* RECORDS FOR THIS TASK:
_ _ _ _ _
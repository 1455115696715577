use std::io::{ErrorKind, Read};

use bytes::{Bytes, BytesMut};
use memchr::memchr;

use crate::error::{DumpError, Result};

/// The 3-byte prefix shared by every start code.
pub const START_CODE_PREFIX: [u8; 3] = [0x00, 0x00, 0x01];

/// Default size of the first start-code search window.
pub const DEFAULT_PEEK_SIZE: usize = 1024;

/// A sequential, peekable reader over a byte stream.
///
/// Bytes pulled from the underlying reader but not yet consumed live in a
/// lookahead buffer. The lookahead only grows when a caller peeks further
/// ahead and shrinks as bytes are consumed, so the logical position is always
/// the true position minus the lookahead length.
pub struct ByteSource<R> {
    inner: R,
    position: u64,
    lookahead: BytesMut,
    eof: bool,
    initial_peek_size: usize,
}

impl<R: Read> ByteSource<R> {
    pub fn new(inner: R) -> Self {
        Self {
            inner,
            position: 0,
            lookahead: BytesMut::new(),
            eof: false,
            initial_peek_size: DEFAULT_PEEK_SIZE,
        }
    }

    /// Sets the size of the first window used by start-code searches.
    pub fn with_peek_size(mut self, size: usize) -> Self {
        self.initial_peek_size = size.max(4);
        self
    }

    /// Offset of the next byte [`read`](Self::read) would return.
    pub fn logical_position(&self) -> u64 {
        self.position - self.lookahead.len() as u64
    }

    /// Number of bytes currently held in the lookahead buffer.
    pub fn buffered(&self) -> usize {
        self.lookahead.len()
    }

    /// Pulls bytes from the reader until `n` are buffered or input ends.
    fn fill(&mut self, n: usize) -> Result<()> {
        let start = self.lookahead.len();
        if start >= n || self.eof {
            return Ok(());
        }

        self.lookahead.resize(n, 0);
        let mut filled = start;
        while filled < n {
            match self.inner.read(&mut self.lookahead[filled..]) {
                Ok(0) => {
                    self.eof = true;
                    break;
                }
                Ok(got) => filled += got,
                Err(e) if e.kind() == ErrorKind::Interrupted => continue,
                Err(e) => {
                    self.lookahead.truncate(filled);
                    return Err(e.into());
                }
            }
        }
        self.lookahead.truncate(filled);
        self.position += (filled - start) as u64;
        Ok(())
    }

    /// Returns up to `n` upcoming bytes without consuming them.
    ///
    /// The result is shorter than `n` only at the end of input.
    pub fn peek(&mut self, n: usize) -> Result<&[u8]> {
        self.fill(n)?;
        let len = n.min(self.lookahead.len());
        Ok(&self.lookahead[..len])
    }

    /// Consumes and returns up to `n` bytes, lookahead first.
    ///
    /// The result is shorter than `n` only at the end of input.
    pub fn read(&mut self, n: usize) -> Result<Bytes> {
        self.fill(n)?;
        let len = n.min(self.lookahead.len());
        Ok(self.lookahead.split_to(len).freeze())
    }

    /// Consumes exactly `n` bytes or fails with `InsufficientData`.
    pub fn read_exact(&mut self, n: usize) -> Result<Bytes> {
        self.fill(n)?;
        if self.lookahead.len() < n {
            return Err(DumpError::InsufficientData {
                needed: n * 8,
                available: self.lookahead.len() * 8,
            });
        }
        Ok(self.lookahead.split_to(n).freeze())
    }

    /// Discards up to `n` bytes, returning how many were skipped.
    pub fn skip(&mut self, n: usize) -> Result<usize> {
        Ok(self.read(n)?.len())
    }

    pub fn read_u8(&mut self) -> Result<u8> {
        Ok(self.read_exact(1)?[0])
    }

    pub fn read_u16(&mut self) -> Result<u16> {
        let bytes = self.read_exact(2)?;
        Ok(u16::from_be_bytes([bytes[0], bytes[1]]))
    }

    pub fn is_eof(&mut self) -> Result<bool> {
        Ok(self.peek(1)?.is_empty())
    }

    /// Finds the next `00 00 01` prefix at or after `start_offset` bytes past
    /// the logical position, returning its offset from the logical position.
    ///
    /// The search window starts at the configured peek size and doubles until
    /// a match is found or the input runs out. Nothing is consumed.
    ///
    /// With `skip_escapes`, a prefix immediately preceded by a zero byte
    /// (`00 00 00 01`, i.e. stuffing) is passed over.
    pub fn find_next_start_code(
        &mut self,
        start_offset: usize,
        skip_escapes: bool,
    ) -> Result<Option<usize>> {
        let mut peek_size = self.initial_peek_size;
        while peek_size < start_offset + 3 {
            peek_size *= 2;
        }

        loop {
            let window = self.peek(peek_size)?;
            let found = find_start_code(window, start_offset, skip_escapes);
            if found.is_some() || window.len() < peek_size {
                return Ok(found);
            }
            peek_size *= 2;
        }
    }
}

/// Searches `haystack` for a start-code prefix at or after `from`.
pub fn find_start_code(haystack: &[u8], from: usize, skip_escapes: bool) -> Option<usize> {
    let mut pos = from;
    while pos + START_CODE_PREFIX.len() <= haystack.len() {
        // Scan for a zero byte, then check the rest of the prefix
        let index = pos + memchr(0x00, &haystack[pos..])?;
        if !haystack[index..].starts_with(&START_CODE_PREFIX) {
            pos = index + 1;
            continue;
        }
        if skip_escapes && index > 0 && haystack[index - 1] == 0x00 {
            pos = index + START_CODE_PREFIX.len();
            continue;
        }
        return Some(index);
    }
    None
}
_ _ _ _ _
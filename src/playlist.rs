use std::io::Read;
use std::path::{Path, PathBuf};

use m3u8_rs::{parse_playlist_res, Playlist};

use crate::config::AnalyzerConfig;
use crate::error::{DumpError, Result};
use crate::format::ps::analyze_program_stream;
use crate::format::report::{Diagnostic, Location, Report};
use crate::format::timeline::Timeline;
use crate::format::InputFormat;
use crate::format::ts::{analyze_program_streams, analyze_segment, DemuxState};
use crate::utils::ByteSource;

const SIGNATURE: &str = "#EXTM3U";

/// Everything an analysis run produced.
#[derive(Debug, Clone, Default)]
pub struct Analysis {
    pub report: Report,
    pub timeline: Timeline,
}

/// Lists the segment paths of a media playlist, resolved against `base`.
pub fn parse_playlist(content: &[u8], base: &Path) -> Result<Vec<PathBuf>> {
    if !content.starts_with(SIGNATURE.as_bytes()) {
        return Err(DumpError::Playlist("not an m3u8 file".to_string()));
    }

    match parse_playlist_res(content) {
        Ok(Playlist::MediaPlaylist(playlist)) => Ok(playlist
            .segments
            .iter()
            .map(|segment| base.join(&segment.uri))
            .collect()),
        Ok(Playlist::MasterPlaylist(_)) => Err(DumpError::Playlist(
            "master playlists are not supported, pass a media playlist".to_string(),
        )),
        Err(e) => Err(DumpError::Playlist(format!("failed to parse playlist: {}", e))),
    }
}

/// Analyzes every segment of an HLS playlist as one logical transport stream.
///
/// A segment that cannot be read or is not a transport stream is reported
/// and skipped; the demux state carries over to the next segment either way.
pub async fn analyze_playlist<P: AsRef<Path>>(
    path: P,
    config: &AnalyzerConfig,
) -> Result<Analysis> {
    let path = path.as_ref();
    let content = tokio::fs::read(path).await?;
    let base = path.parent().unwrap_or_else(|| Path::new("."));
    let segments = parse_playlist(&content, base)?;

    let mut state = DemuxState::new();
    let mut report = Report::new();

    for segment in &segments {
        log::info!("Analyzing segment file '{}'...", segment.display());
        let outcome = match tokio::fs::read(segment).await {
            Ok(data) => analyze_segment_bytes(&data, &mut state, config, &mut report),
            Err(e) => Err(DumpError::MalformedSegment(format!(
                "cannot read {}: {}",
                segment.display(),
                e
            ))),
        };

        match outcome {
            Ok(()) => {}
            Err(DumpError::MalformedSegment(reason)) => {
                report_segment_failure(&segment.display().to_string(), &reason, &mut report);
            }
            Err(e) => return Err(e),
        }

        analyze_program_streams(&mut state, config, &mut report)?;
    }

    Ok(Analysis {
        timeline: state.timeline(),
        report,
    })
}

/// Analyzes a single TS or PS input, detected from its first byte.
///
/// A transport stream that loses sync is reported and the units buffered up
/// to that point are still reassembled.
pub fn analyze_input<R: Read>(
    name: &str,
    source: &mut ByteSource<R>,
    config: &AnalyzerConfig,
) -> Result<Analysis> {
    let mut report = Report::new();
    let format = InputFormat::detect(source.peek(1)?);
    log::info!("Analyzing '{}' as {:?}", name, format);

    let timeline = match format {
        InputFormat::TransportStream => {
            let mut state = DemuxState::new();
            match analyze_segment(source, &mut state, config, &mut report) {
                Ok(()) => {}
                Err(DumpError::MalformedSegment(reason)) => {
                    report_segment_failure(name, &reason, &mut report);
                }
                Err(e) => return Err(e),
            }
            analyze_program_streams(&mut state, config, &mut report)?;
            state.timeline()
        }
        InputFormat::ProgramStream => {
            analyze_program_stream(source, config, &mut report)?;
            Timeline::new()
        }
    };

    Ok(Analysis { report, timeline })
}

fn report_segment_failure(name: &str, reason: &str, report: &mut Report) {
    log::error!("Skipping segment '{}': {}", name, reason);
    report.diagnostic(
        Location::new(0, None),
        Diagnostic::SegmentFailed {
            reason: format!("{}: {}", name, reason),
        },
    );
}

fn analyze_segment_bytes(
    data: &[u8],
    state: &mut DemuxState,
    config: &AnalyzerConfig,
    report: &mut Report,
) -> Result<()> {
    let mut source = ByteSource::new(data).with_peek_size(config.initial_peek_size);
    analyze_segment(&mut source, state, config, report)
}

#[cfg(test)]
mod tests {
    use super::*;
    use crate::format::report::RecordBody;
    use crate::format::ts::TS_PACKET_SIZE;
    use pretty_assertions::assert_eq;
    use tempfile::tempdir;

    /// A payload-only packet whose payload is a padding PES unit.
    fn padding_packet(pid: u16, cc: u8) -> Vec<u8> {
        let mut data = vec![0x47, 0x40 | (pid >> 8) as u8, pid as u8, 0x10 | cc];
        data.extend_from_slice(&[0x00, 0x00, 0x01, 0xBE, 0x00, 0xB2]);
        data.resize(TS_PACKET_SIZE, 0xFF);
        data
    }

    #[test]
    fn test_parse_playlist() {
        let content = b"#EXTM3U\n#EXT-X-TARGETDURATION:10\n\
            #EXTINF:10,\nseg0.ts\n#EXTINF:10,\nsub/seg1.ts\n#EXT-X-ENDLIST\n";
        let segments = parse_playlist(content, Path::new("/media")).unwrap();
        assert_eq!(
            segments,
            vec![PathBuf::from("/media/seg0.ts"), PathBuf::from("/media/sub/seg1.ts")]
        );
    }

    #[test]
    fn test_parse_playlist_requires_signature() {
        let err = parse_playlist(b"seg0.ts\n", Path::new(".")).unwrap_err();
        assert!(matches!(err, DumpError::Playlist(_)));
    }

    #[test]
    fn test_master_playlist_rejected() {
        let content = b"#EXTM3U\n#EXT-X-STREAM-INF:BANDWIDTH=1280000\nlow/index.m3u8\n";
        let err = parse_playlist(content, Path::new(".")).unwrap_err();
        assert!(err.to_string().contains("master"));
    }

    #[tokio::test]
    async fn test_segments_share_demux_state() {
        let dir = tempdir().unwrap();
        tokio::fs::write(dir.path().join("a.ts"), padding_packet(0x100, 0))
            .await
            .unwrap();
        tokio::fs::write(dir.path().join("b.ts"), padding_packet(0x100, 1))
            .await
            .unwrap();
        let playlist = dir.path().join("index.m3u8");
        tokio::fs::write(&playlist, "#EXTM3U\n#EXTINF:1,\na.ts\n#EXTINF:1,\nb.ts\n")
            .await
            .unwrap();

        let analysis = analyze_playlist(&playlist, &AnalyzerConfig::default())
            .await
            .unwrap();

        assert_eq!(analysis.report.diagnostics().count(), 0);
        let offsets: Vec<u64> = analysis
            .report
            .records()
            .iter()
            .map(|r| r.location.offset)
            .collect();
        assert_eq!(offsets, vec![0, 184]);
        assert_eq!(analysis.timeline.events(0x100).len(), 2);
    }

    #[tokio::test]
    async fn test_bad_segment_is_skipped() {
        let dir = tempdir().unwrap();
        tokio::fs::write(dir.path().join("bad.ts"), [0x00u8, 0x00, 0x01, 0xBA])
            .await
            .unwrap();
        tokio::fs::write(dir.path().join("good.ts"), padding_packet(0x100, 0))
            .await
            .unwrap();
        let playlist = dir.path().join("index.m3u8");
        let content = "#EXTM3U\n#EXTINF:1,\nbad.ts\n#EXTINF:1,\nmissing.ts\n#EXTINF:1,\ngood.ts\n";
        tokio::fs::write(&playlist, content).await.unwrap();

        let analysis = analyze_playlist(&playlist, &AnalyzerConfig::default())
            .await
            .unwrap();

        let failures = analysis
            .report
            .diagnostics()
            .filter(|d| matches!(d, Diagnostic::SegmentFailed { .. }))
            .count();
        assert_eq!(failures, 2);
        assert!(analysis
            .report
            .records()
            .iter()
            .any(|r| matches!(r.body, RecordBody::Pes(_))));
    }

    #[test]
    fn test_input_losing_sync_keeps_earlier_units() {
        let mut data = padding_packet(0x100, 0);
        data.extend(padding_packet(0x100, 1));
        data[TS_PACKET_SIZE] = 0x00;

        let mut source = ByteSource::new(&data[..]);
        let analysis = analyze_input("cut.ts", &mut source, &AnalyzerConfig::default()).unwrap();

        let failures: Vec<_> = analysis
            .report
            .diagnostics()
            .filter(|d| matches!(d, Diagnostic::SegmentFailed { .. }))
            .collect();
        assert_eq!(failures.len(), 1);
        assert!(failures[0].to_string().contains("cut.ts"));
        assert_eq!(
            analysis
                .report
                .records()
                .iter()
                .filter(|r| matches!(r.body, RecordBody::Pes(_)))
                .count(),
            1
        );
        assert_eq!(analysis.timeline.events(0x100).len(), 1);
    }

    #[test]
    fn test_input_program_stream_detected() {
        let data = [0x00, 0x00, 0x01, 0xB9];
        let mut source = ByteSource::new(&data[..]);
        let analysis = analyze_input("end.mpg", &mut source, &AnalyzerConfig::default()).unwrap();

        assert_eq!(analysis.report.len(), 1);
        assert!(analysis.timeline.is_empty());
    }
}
_ _ _ _ _
* YOUR TASK: Retype exactly, and only, the lines above from the one where "pub fn read_u8(&mut" occurs up to and including the one where "Finds the next" occurs.

* FINISHED EXERCISE:
    pub fn read_u8(&mut self) -> Result<u8> {
        Ok(self.read_exact(1)?[0])
    }

    pub fn read_u16(&mut self) -> Result<u16> {
        let bytes = self.read_exact(2)?;
        Ok(u16::from_be_bytes([bytes[0], bytes[1]]))
    }

    pub fn is_eof(&mut self) -> Result<bool> {
        Ok(self.peek(1)?.is_empty())
    }

    /// Finds the next `00 00 01` prefix at or after `start_offset` bytes past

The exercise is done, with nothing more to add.